ACTION ITEM:
Only the line containing "daily carbohydrates (grams)" and those after it, up to the end of the records below, are to be set down, exactly as written.

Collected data
◇ ◇ ◇

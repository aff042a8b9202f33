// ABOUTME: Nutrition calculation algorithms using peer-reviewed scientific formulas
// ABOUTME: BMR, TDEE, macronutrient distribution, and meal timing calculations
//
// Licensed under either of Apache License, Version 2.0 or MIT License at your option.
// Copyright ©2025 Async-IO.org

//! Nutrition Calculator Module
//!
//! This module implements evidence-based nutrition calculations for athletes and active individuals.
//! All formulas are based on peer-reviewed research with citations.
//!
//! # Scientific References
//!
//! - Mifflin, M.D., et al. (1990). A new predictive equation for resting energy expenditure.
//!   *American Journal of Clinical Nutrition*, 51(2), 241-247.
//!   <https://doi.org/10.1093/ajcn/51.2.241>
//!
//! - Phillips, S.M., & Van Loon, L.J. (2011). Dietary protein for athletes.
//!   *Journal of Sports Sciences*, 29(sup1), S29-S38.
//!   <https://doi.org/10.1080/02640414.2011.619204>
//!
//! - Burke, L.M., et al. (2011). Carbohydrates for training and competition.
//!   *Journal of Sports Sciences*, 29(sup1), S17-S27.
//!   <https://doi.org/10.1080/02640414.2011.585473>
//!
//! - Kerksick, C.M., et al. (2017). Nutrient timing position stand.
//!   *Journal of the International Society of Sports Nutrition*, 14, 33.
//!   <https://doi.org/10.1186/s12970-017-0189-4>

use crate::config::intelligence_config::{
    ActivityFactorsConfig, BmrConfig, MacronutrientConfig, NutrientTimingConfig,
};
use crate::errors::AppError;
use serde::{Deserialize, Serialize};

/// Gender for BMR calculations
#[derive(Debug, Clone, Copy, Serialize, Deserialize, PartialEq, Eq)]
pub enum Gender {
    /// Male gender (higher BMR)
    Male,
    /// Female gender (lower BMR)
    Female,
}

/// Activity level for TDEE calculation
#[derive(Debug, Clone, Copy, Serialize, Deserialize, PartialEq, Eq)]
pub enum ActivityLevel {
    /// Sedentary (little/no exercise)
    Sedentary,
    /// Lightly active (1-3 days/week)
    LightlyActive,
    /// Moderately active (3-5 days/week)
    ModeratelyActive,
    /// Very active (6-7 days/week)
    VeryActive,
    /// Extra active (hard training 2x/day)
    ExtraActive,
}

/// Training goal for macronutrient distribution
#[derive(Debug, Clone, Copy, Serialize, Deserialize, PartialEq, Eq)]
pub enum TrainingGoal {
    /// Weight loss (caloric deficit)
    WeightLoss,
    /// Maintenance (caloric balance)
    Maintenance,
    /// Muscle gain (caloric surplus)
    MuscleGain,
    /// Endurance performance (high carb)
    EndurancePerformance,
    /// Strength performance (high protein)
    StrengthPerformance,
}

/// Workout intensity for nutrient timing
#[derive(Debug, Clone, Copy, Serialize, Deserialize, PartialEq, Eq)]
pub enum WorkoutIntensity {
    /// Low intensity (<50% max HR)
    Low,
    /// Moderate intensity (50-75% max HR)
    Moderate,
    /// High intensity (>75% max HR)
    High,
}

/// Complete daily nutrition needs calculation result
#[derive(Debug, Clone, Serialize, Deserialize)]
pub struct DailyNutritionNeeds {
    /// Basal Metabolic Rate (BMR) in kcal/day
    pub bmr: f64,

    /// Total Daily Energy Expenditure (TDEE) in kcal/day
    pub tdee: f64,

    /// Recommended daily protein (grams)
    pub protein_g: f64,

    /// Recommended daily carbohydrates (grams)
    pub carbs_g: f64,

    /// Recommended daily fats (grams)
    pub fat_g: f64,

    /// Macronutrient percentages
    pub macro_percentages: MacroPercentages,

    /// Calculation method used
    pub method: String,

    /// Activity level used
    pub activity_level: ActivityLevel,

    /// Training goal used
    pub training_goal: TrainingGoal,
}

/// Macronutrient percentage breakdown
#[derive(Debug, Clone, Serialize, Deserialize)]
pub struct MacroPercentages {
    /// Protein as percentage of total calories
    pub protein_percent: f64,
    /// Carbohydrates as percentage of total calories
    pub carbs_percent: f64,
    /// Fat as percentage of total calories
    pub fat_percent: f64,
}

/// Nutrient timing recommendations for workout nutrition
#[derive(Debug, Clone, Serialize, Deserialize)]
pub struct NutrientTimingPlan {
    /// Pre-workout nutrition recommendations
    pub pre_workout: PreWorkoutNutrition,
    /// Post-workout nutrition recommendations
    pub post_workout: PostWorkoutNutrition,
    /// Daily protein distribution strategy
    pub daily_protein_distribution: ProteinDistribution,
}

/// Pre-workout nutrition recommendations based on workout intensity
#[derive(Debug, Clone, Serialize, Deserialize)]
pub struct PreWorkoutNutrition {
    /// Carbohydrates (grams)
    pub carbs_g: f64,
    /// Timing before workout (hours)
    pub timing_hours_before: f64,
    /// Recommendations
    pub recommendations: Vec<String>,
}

◇ ◇ ◇

PROBLEM SOLUTION:
    /// Recommended daily carbohydrates (grams)
    pub carbs_g: f64,

    /// Recommended daily fats (grams)
    pub fat_g: f64,

    /// Macronutrient percentages
    pub macro_percentages: MacroPercentages,

    /// Calculation method used
    pub method: String,

    /// Activity level used
    pub activity_level: ActivityLevel,

    /// Training goal used
    pub training_goal: TrainingGoal,
}

/// Macronutrient percentage breakdown
#[derive(Debug, Clone, Serialize, Deserialize)]
pub struct MacroPercentages {
    /// Protein as percentage of total calories
    pub protein_percent: f64,
    /// Carbohydrates as percentage of total calories
    pub carbs_percent: f64,
    /// Fat as percentage of total calories
    pub fat_percent: f64,
}

/// Nutrient timing recommendations for workout nutrition
#[derive(Debug, Clone, Serialize, Deserialize)]
pub struct NutrientTimingPlan {
    /// Pre-workout nutrition recommendations
    pub pre_workout: PreWorkoutNutrition,
    /// Post-workout nutrition recommendations
    pub post_workout: PostWorkoutNutrition,
    /// Daily protein distribution strategy
    pub daily_protein_distribution: ProteinDistribution,
}

/// Pre-workout nutrition recommendations based on workout intensity
#[derive(Debug, Clone, Serialize, Deserialize)]
pub struct PreWorkoutNutrition {
    /// Carbohydrates (grams)
    pub carbs_g: f64,
    /// Timing before workout (hours)
    pub timing_hours_before: f64,
    /// Recommendations
    pub recommendations: Vec<String>,
}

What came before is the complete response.